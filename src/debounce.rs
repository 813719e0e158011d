//! Time-window debouncing for digital inputs.
//!
//! A new level is accepted once the raw reading has held still for the whole
//! window. Any bounce restarts the window.

use embassy_time::{Duration, Instant};

/// Observable state of a debounced input.
#[derive(Debug, Clone, Copy, PartialEq, Eq)]
#[cfg_attr(feature = "defmt", derive(defmt::Format))]
pub enum DebounceState {
    StableLow,
    StableHigh,
    /// Raw reading differs from the debounced level and is waiting out the window
    Pending,
}

#[derive(Debug, Clone, Copy, PartialEq, Eq)]
#[cfg_attr(feature = "defmt", derive(defmt::Format))]
pub struct Debouncer {
    window: Duration,
    reading: bool,
    debounced: bool,
    last_change: Instant,
}

impl Debouncer {
    /// Debouncer starting low with its window anchored at `Instant::MIN`.
    pub const fn new(window: Duration) -> Self {
        Self::with_level(window, false)
    }

    /// Debouncer whose raw and debounced level both start at `level`.
    pub const fn with_level(window: Duration, level: bool) -> Self {
        Self {
            window,
            reading: level,
            debounced: level,
            last_change: Instant::MIN,
        }
    }

    /// Feed one raw reading taken at `now`.
    ///
    /// Returns the new debounced level exactly once per accepted transition.
    pub fn update(&mut self, reading: bool, now: Instant) -> Option<bool> {
        if reading != self.reading {
            self.last_change = now;
        }
        self.reading = reading;

        let stable_for = now.saturating_duration_since(self.last_change);
        if stable_for >= self.window && reading != self.debounced {
            self.debounced = reading;
            return Some(reading);
        }

        None
    }

    pub const fn debounced(&self) -> bool {
        self.debounced
    }

    pub const fn reading(&self) -> bool {
        self.reading
    }

    pub const fn window(&self) -> Duration {
        self.window
    }

    pub const fn last_change(&self) -> Instant {
        self.last_change
    }

    pub fn state(&self) -> DebounceState {
        match (self.reading != self.debounced, self.debounced) {
            (true, _) => DebounceState::Pending,
            (false, true) => DebounceState::StableHigh,
            (false, false) => DebounceState::StableLow,
        }
    }
}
#####
**Exercise details**. The entries are to be repeated exactly, with nothing altered.

**Response to this exercise**.
filename src/debounce.rs
repository 813719e0e158011d
//! Time-window debouncing for digital inputs.
//!
//! A new level is accepted once the raw reading has held still for the whole
//! window. Any bounce restarts the window.

use embassy_time::{Duration, Instant};

/// Observable state of a debounced input.
#[derive(Debug, Clone, Copy, PartialEq, Eq)]
#[cfg_attr(feature = "defmt", derive(defmt::Format))]
pub enum DebounceState {
    StableLow,
    StableHigh,
    /// Raw reading differs from the debounced level and is waiting out the window
    Pending,
}

#[derive(Debug, Clone, Copy, PartialEq, Eq)]
#[cfg_attr(feature = "defmt", derive(defmt::Format))]
pub struct Debouncer {
    window: Duration,
    reading: bool,
    debounced: bool,
    last_change: Instant,
}

impl Debouncer {
    /// Debouncer starting low with its window anchored at `Instant::MIN`.
    pub const fn new(window: Duration) -> Self {
        Self::with_level(window, false)
    }

    /// Debouncer whose raw and debounced level both start at `level`.
    pub const fn with_level(window: Duration, level: bool) -> Self {
        Self {
            window,
            reading: level,
            debounced: level,
            last_change: Instant::MIN,
        }
    }

    /// Feed one raw reading taken at `now`.
    ///
    /// Returns the new debounced level exactly once per accepted transition.
    pub fn update(&mut self, reading: bool, now: Instant) -> Option<bool> {
        if reading != self.reading {
            self.last_change = now;
        }
        self.reading = reading;

        let stable_for = now.saturating_duration_since(self.last_change);
        if stable_for >= self.window && reading != self.debounced {
            self.debounced = reading;
            return Some(reading);
        }

        None
    }

    pub const fn debounced(&self) -> bool {
        self.debounced
    }

    pub const fn reading(&self) -> bool {
        self.reading
    }

    pub const fn window(&self) -> Duration {
        self.window
    }

    pub const fn last_change(&self) -> Instant {
        self.last_change
    }

    pub fn state(&self) -> DebounceState {
        match (self.reading != self.debounced, self.debounced) {
            (true, _) => DebounceState::Pending,
            (false, true) => DebounceState::StableHigh,
            (false, false) => DebounceState::StableLow,
        }
    }
}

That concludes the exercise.